Ciò implica mettere in discussione le cosiddette alternative: devono essere realizzate al di fuori della società o all'interno delle varie istituzioni? Quale posto possono avere queste alternative nei poteri decisionali per spingere i governi a garantire che l'educazzione e la formazione restino un bene comune e un diritto universale, accessibile a tutti al di fuori del contesto scolastico, indipendentemente dalle loro capacità socio-economiche?

Questo progetto politico di attualizzazione e difesa dell’Educazione Nuova per cambiare le nostre società, il cui obiettivo principale è l'emancipazione, deve prendere in considerazione ciò che viene messo in discussione dal potere stabilito e l'impatto di esso sull'ambiente e sui rapporti di dominio tra individui e gruppi di individui. Questa Biennale non è estranea a tale società. Questi rapporti di dominazione (sessisti, razzisti, glottofobi, validisti, omofobi, transfobici, ecc.) devono essere messi al centro delle nostre riflessioni e dei nostri comportamenti, durante i tempi formali dei laboratori e dei dibattiti, ma anche nei tempi informali.

 

Questa Biennale riunisce i membri di tutti i nostri movimenti. Non si tratta di un mercato aperto dove ognuno di noi sarebbe lì per «vendere» le proprie pratiche. Durante questi 4 giorni, avremo l'opportunità di incontrarci, discutere, scambiare e confrontare i nostri diversi punti di vista, cercando di arricchire e costruire insieme le nostre pratiche.
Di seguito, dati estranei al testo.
//! Image textures (`TXOB`).
//!
//! The texel data is kept in its native, possibly block-compressed layout; it
//! lives in the IMAG chunk and is reached through a length and an offset.

use std::fmt;

use rootcause::Report;

use crate::data::Magic;
use crate::data::context::{Loadable, SaveContext, Saveable};
use crate::data::cursor::Reader;
use crate::data::ledger::{Identified, RecordId};
use crate::error::{CgfxError, CgfxResult, fail};
use crate::models::object::{ObjectHeader, Record, load_record, save_record};
use crate::recognized::{RawEnum, Recognized};

pub const TYPE_IMAGE_TEXTURE: u32 = 0x2000_0011;
pub const TYPE_CUBE_TEXTURE: u32 = 0x2000_0009;

/// Texel data is placed on this boundary inside the IMAG chunk.
pub const DATA_ALIGNMENT: u32 = 128;

#[derive(Debug, Clone, Copy, PartialEq, Eq, Hash)]
#[cfg_attr(feature = "serde", derive(serde::Serialize))]
pub enum TextureFormat {
    Rgba8,
    Rgb8,
    Rgba5551,
    Rgb565,
    Rgba4,
    La8,
    Hilo8,
    L8,
    A8,
    La4,
    L4,
    A4,
    Etc1,
    Etc1A4,
}

impl TextureFormat {
    const ALL: [TextureFormat; 14] = [
        TextureFormat::Rgba8,
        TextureFormat::Rgb8,
        TextureFormat::Rgba5551,
        TextureFormat::Rgb565,
        TextureFormat::Rgba4,
        TextureFormat::La8,
        TextureFormat::Hilo8,
        TextureFormat::L8,
        TextureFormat::A8,
        TextureFormat::La4,
        TextureFormat::L4,
        TextureFormat::A4,
        TextureFormat::Etc1,
        TextureFormat::Etc1A4,
    ];
}

impl RawEnum for TextureFormat {
    type Raw = u32;

    fn from_raw(raw: u32) -> Option<Self> {
        Self::ALL.get(raw as usize).copied()
    }

    fn to_raw(self) -> u32 {
        self as u32
    }
}

impl fmt::Display for TextureFormat {
    fn fmt(&self, f: &mut fmt::Formatter<'_>) -> fmt::Result {
        let name = match self {
            TextureFormat::Rgba8 => "RGBA8",
            TextureFormat::Rgb8 => "RGB8",
            TextureFormat::Rgba5551 => "RGBA5551",
            TextureFormat::Rgb565 => "RGB565",
            TextureFormat::Rgba4 => "RGBA4",
            TextureFormat::La8 => "LA8",
            TextureFormat::Hilo8 => "HILO8",
            TextureFormat::L8 => "L8",
            TextureFormat::A8 => "A8",
            TextureFormat::La4 => "LA4",
            TextureFormat::L4 => "L4",
            TextureFormat::A4 => "A4",
            TextureFormat::Etc1 => "ETC1",
            TextureFormat::Etc1A4 => "ETC1A4",
        };
        f.write_str(name)
    }
}

#[derive(Debug, Clone)]
#[cfg_attr(feature = "serde", derive(serde::Serialize))]
pub struct Texture {
    pub header: ObjectHeader,
    pub height: u32,
    pub width: u32,
    pub gl_format: u32,
    pub gl_type: u32,
    pub mipmap_levels: u32,
    pub texture_object: u32,
    pub location_flags: u32,
    pub format: Recognized<TextureFormat>,
    // Meaning unknown. Usually bits per pixel, height and width again.
    pub unknown1: u32,
    pub unknown2: u32,
    pub unknown3: u32,
    #[cfg_attr(feature = "serde", serde(skip))]
    data: Vec<u8>,
    pub dynamic_allocator: u32,
    pub bits_per_pixel: u32,
    pub location_address: u32,
    pub memory_address: u32,
}

impl Texture {
    pub fn name(&self) -> Option<&str> {
        self.header.name.as_deref()
    }

    /// Texel data in its native layout.
    pub fn data(&self) -> &[u8] {
        &self.data
    }

    /// Swap in new native texel data. The length must not change: width,
    /// height and format are left as they are.
    pub fn replace_data(&mut self, data: Vec<u8>) -> CgfxResult<()> {
        if data.len() != self.data.len() {
            return fail(CgfxError::unsupported(format!(
                "replacing {} bytes of texture data with {} bytes",
                self.data.len(),
                data.len()
            )));
        }
        self.data = data;
        Ok(())
    }

    fn check_supported(&self) -> CgfxResult<()> {
        check_layout(self.mipmap_levels, self.texture_object)
    }
}

fn check_layout(mipmap_levels: u32, texture_object: u32) -> CgfxResult<()> {
    if mipmap_levels > 1 {
        return fail(CgfxError::unsupported(format!(
            "texture with {mipmap_levels} mipmap levels"
        )));
    }
    if texture_object != 0 {
        return fail(CgfxError::unsupported(format!(
            "texture with a runtime texture object (0x{texture_object:X})"
        )));
    }
    Ok(())
}

impl Identified for Texture {
    fn record_id(&self) -> RecordId {
        self.header.id
    }

    fn type_name(&self) -> &'static str {
        "Texture"
    }
}

impl Record for Texture {
    const MAGIC: Magic = Magic::new(b"TXOB");

    fn check_type_id(type_id: u32) -> CgfxResult<()> {
        match type_id {
            TYPE_IMAGE_TEXTURE => Ok(()),
            TYPE_CUBE_TEXTURE => fail(CgfxError::unsupported("cube texture")),
            tag => fail(CgfxError::UnknownTypeTag {
                context: "texture",
                tag,
            }),
        }
    }

    fn header(&self) -> &ObjectHeader {
        &self.header
    }

    fn load_body(header: ObjectHeader, reader: &mut Reader<'_>) -> CgfxResult<Self> {
        let height = reader.read_u32()?;
        let width = reader.read_u32()?;
        let gl_format = reader.read_u32()?;
        let gl_type = reader.read_u32()?;
        let mipmap_levels = reader.read_u32()?;
        let texture_object = reader.read_u32()?;
        let location_flags = reader.read_u32()?;
        check_layout(mipmap_levels, texture_object)?;
        let format = Recognized::from_raw(reader.read_u32()?);
        let unknown1 = reader.read_u32()?;
        let unknown2 = reader.read_u32()?;
        let unknown3 = reader.read_u32()?;

        let data_len = reader.read_u32()?;
        let data_offset = reader.read_offset()?;
        let data = match data_offset {
            Some(offset) => reader.follow(offset, |r| Ok(r.read_bytes(data_len as usize)?.to_vec()))?,
            None if data_len == 0 => Vec::new(),
            None => {
                return fail(CgfxError::unsupported(format!(
                    "texture with {data_len} bytes of data but no data offset"
                )));
            }
        };

        Ok(Texture {
            header,
            height,
            width,
            gl_format,
            gl_type,
            mipmap_levels,
            texture_object,
            location_flags,
            format,
            unknown1,
            unknown2,
            unknown3,
            data,
            dynamic_allocator: reader.read_u32()?,
            bits_per_pixel: reader.read_u32()?,
            location_address: reader.read_u32()?,
            memory_address: reader.read_u32()?,
        })
    }

    fn save_body<'a>(&'a self, ctx: &mut SaveContext<'a>) -> CgfxResult<()> {
        self.check_supported()?;
        let w = &mut ctx.writer;
        w.write_u32(self.height)?;
        w.write_u32(self.width)?;
        w.write_u32(self.gl_format)?;
        w.write_u32(self.gl_type)?;
        w.write_u32(self.mipmap_levels)?;
        w.write_u32(self.texture_object)?;
        w.write_u32(self.location_flags)?;
        w.write_u32(self.format.raw())?;
        w.write_u32(self.unknown1)?;
        w.write_u32(self.unknown2)?;
        w.write_u32(self.unknown3)?;
        let data_len = u32::try_from(self.data.len()).map_err(|_| Report::new(CgfxError::OffsetOverflow))?;
        w.write_u32(data_len)?;
        ctx.write_blob(&self.data, DATA_ALIGNMENT)?;
        let w = &mut ctx.writer;
        w.write_u32(self.dynamic_allocator)?;
        w.write_u32(self.bits_per_pixel)?;
        w.write_u32(self.location_address)?;
        w.write_u32(self.memory_address)
    }
}

impl Loadable for Texture {
    fn load(reader: &mut Reader<'_>) -> CgfxResult<Self> {
        load_record(reader)
    }
}

impl Saveable for Texture {
    fn save<'a>(&'a self, ctx: &mut SaveContext<'a>) -> CgfxResult<()> {
        save_record(self, ctx)
    }
}

/// Builder-style constructor for textures created in memory.
#[bon::bon]
impl Texture {
    #[builder]
    pub fn new(
        #[builder(into)] name: String,
        width: u32,
        height: u32,
        format: TextureFormat,
        data: Vec<u8>,
        #[builder(default)] gl_format: u32,
        #[builder(default)] gl_type: u32,
        #[builder(default = 1)] mipmap_levels: u32,
        #[builder(default)] location_flags: u32,
        #[builder(default)] bits_per_pixel: u32,
        #[builder(default = 5)] revision: u32,
    ) -> Self {
        Texture {
            header: ObjectHeader::new(TYPE_IMAGE_TEXTURE, revision, Some(name)),
            height,
            width,
            gl_format,
            gl_type,
            mipmap_levels,
            texture_object: 0,
            location_flags,
            format: Recognized::Known(format),
            unknown1: bits_per_pixel,
            unknown2: height,
            unknown3: width,
            data,
            dynamic_allocator: 0,
            bits_per_pixel,
            location_address: 0,
            memory_address: 0,
        }
    }
}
Questo ci permetterà di evidenziare ciò che ci unisce e di mostrare come siamo un collettivo che converge verso un obiettivo comune: la resistenza da e per l'Educazione Nuova, al fine di farne il nostro progetto di società.

Detto questo, vi auguriamo di vivere tanti scambi, lavori, incontri e riflessioni in questi quattro giorni di Biennale.